Suzane von Richtofen, que ficou conhecida por mandar matar os pais em 2002, foi nomeada pela Justiça de São Paulo como inventariante do espólio do tio, Miguel Abdalla Netto. O médico foi encontrado morto em janeiro, dentro da casa onde morava no Campo Belo, zona sul de São Paulo. As informações são do g1.
Conforme a decisão judicial, o histórico criminal de Suzane não é relevante no processo do inventário do patrimônio, equivalente a R$ 5 milhões.
"Esclareço que o histórico criminal da herdeira não tem relevância jurídica nestes autos e, considerada a falta de manifestação de interesse por parte do outro herdeiro, é ela a única pessoa apta ao múnus (com o dever legal)", escreveu a juíza Vanessa Vaitekunas Zapater, da 1ª Vara da Família e Sucessões, na decisão.

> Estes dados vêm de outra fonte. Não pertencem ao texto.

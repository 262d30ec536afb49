use chrono::{Datelike, Months, NaiveDate};
use rust_decimal::Decimal;
use rust_decimal_macros::dec;
use serde::{Deserialize, Serialize};

use crate::config::plans::{PaymentBasis, PlanCatalog, PlanDefinition, PlanKey};
use crate::config::poverty::discretionary_income;
use crate::error::ProjectorError;
use crate::projector::forgiveness_tax::tax_on_forgiveness;
use crate::projector::payment::{monthly_payment, PaymentInputs};
use crate::time_value::amortized_monthly_payment;
use crate::types::{BorrowerProfile, LoanProfile, Money};
use crate::ProjectorResult;

/// Balances at or below this are treated as fully repaid, so cent-level
/// rounding can never keep the stepper alive past payoff.
const BALANCE_EPSILON: Decimal = dec!(0.01);

/// One simulated year of a plan's schedule, for tables and charts.
#[derive(Debug, Clone, Serialize, Deserialize)]
pub struct PlanYear {
    /// 1-based year of the simulation (not of the loan's full history).
    pub year_index: u32,
    pub calendar_year: i32,
    pub beginning_balance: Money,
    pub monthly_payment: Money,
    pub interest_accrued: Money,
    pub amount_paid: Money,
    pub ending_balance: Money,
}

/// Outcome of simulating one plan to payoff or forgiveness.
#[derive(Debug, Clone, Serialize, Deserialize)]
pub struct SimulationResult {
    pub plan: PlanKey,
    /// Whether the plan is open to this borrower on the evaluation date.
    /// Unavailable plans are still simulated for display.
    pub available: bool,
    pub monthly_payment_year1: Money,
    pub monthly_payment_final: Money,
    pub total_paid: Money,
    pub forgiveness_amount: Money,
    #[serde(skip_serializing_if = "Option::is_none")]
    pub forgiveness_year: Option<i32>,
    pub tax_on_forgiveness: Money,
    /// total_paid + tax_on_forgiveness.
    pub net_cost: Money,
    pub months_simulated: u32,
    pub year_by_year: Vec<PlanYear>,
}

/// Raw schedule out of the month stepper, before forgiveness/tax framing.
#[derive(Debug, Clone)]
pub(crate) struct Schedule {
    pub first_monthly_payment: Money,
    pub final_monthly_payment: Money,
    pub total_paid: Money,
    pub ending_balance: Money,
    pub months_simulated: u32,
    /// Income in force during the last simulated year.
    pub final_annual_income: Money,
    pub year_by_year: Vec<PlanYear>,
}

fn calendar_year_at(as_of: NaiveDate, months_ahead: u32) -> ProjectorResult<i32> {
    as_of
        .checked_add_months(Months::new(months_ahead))
        .map(|d| d.year())
        .ok_or_else(|| ProjectorError::DateError(format!("date overflow at +{months_ahead} months")))
}

/// Month-by-month balance roll-forward under one plan's payment formula.
///
/// Starts at `start_month` (months of the term already served; prior payments
/// are assumed to have been made on schedule and are not re-simulated) and
/// steps to `term_months`: accrue a month of interest, apply the payment to
/// interest then principal, and once per 12 months grow income and reprice
/// the payment.
pub(crate) fn roll_forward(
    catalog: &PlanCatalog,
    loan: &LoanProfile,
    borrower: &BorrowerProfile,
    plan: &PlanDefinition,
    as_of: NaiveDate,
    term_months: u32,
    start_month: u32,
) -> ProjectorResult<Schedule> {
    let start_month = start_month.min(term_months);
    let family_size = borrower.family_size.max(1);
    let monthly_rate = loan.interest_rate / dec!(12);
    let growth = Decimal::ONE + borrower.income_growth_rate;

    let mut balance = loan.balance;
    let mut income = borrower.annual_income;

    if start_month == term_months || balance <= BALANCE_EPSILON {
        let settled = if balance <= BALANCE_EPSILON {
            Decimal::ZERO
        } else {
            balance
        };
        return Ok(Schedule {
            first_monthly_payment: Decimal::ZERO,
            final_monthly_payment: Decimal::ZERO,
            total_paid: Decimal::ZERO,
            ending_balance: settled,
            months_simulated: 0,
            final_annual_income: income,
            year_by_year: Vec::new(),
        });
    }

    // Fixed amortised payment, priced once on the entry balance: the plan's
    // own remaining amortisation, or the cap on its percent formula.
    let amortized = match &plan.payment_basis {
        PaymentBasis::StandardAmortization { .. } => Some(amortized_monthly_payment(
            balance,
            loan.interest_rate,
            term_months - start_month,
        )?),
        _ => match plan.amortization_term_months() {
            Some(months) => Some(amortized_monthly_payment(balance, loan.interest_rate, months)?),
            None => None,
        },
    };

    let price = |income: Money| -> ProjectorResult<Money> {
        let disc = discretionary_income(
            catalog.poverty(),
            income,
            family_size,
            plan.poverty_line_multiplier,
        );
        monthly_payment(
            plan,
            &PaymentInputs {
                discretionary_income: disc,
                agi: income,
                family_size,
                amortized_payment: amortized,
            },
        )
    };

    let mut payment = price(income)?;
    let first_monthly_payment = payment;
    let mut total_paid = Decimal::ZERO;
    let mut months_simulated = 0u32;

    let mut year_by_year: Vec<PlanYear> = Vec::new();
    let mut year_begin_balance = balance;
    let mut year_interest = Decimal::ZERO;
    let mut year_paid = Decimal::ZERO;

    for month in start_month..term_months {
        let elapsed = month - start_month;

        // Annual income step-up, then reprice the payment
        if elapsed > 0 && elapsed % 12 == 0 {
            income *= growth;
            payment = price(income)?;
        }

        let interest = balance * monthly_rate;
        let due = balance + interest;
        let actual = payment.min(due);
        balance = due - actual;

        total_paid += actual;
        year_interest += interest;
        year_paid += actual;
        months_simulated += 1;

        if balance <= BALANCE_EPSILON {
            balance = Decimal::ZERO;
        }

        let year_complete = (elapsed + 1) % 12 == 0;
        let terminal = balance.is_zero() || month + 1 == term_months;
        if year_complete || terminal {
            let year_index = elapsed / 12 + 1;
            year_by_year.push(PlanYear {
                year_index,
                calendar_year: calendar_year_at(as_of, (year_index - 1) * 12)?,
                beginning_balance: year_begin_balance,
                monthly_payment: payment,
                interest_accrued: year_interest,
                amount_paid: year_paid,
                ending_balance: balance,
            });
            year_begin_balance = balance;
            year_interest = Decimal::ZERO;
            year_paid = Decimal::ZERO;
        }

        if balance.is_zero() {
            break;
        }
    }

    Ok(Schedule {
        first_monthly_payment,
        final_monthly_payment: payment,
        total_paid,
        ending_balance: balance,
        months_simulated,
        final_annual_income: income,
        year_by_year,
    })
}

/// Simulate one plan to payoff or forgiveness and frame the result:
/// availability, forgiveness event, tax estimate, and net cost.
pub fn simulate(
    catalog: &PlanCatalog,
    loan: &LoanProfile,
    borrower: &BorrowerProfile,
    plan: &PlanDefinition,
    as_of: NaiveDate,
) -> ProjectorResult<SimulationResult> {
    let term_months = plan.term_months();
    let start_month = (loan.years_in_repayment.saturating_mul(12)).min(term_months);

    let schedule = roll_forward(catalog, loan, borrower, plan, as_of, term_months, start_month)?;
    let available = plan.is_available(as_of, loan.loan_type);

    let (forgiveness_amount, forgiveness_year) =
        if plan.forgiveness_term_years.is_some() && schedule.ending_balance > Decimal::ZERO {
            let year = calendar_year_at(as_of, term_months - start_month)?;
            (schedule.ending_balance, Some(year))
        } else {
            (Decimal::ZERO, None)
        };

    let tax = match forgiveness_year {
        Some(year) => tax_on_forgiveness(
            catalog.tax_tables(),
            forgiveness_amount,
            schedule.final_annual_income,
            borrower.filing_status,
            &borrower.state,
            year,
        ),
        None => Decimal::ZERO,
    };

    Ok(SimulationResult {
        plan: plan.key,
        available,
        monthly_payment_year1: schedule.first_monthly_payment,
        monthly_payment_final: schedule.final_monthly_payment,
        total_paid: schedule.total_paid,
        forgiveness_amount,
        forgiveness_year,
        tax_on_forgiveness: tax,
        net_cost: schedule.total_paid + tax,
        months_simulated: schedule.months_simulated,
        year_by_year: schedule.year_by_year,
    })
}
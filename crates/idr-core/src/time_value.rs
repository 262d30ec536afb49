use rust_decimal::Decimal;
use rust_decimal_macros::dec;

use crate::error::ProjectorError;
use crate::types::{Money, Rate};
use crate::ProjectorResult;

/// Compute (1 + r)^n via iterative multiplication (avoids Decimal::powd drift).
pub fn compound(rate: Rate, n: u32) -> Decimal {
    let mut result = Decimal::ONE;
    let factor = Decimal::ONE + rate;
    for _ in 0..n {
        result *= factor;
    }
    result
}

/// Level monthly payment that fully amortises `balance` over `term_months`
/// at the given annual rate: pmt = B * r * (1+r)^n / ((1+r)^n - 1).
pub fn amortized_monthly_payment(
    balance: Money,
    annual_rate: Rate,
    term_months: u32,
) -> ProjectorResult<Money> {
    if term_months == 0 {
        return Err(ProjectorError::InvalidInput {
            field: "term_months".into(),
            reason: "Amortisation term must be at least 1 month".into(),
        });
    }
    if balance <= Decimal::ZERO {
        return Ok(Decimal::ZERO);
    }

    let monthly_rate = annual_rate / dec!(12);
    if monthly_rate.is_zero() {
        return Ok(balance / Decimal::from(term_months));
    }

    let factor = compound(monthly_rate, term_months);
    let denom = factor - Decimal::ONE;
    if denom.is_zero() {
        return Ok(balance / Decimal::from(term_months));
    }

    Ok(balance * monthly_rate * factor / denom)
}

#[cfg(test)]
mod tests {
    use super::*;

    #[test]
    fn test_compound_basic() {
        // 1.1^3 = 1.331
        assert_eq!(compound(dec!(0.10), 3), dec!(1.331));
    }

    #[test]
    fn test_amortized_payment_ten_year() {
        // $50,000 at 6.5% over 120 months ≈ $567.74/month
        let pmt = amortized_monthly_payment(dec!(50_000), dec!(0.065), 120).unwrap();
        assert!(pmt > dec!(567) && pmt < dec!(569), "pmt={}", pmt);
    }

    #[test]
    fn test_amortized_payment_zero_rate() {
        let pmt = amortized_monthly_payment(dec!(12_000), Decimal::ZERO, 120).unwrap();
        assert_eq!(pmt, dec!(100));
    }

    #[test]
    fn test_amortized_payment_zero_balance() {
        let pmt = amortized_monthly_payment(Decimal::ZERO, dec!(0.05), 120).unwrap();
        assert_eq!(pmt, Decimal::ZERO);
    }

    #[test]
    fn test_amortized_payment_zero_term_error() {
        assert!(amortized_monthly_payment(dec!(1000), dec!(0.05), 0).is_err());
    }
}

Miguel Abdalla Netto morreu no dia 9 de janeiro aos 76 anos, sem filhos ou testamento. Pela lei de sucessão, a herança deve ser repassada aos sobrinhos vivos, que são, no caso, Suzane e seu irmão, Andreas.
O que é ser "inventariante"?
Ser inventariante é exercer uma função prevista em lei no processo de inventário, parte que formaliza a sucessão dos bens de uma pessoa que morreu. Ou seja, Suzane passa a administrar e preservar o patrimônio do tio até que a Justiça conclua a divisão de bens.
Isso não significa que Suzane é a herdeira, mas ela pode pedir esse direito no processo. Até lá, ela irá gerenciar os imóveis, contas e o carro deixado por Miguel mediante supervisão judicial, sem autorização para vender, usufruir ou transferir nada.
Suzane também deverá prestar contas à Justiça sobre qualquer ação praticada como administradora do espólio.
Defesa da prima contesta
A defesa de Carmem Silvia Gonzalez Magnani, prima do médico, avisou que irá recorrer a decisão que colocou Suzane como inventariante.
Ao g1, a defesa disse que foi surpreendida com a decisão judicial antes do fim do prazo para que fossem apresentados os documentos que, conforme ela, comprovariam união estável entre Carmem e Miguel. O prazo vai até 10 de fevereiro.
Carmem já registrou um boletim de ocorrência acusando Suzane de ter se apropriado indevidamente de vários bens.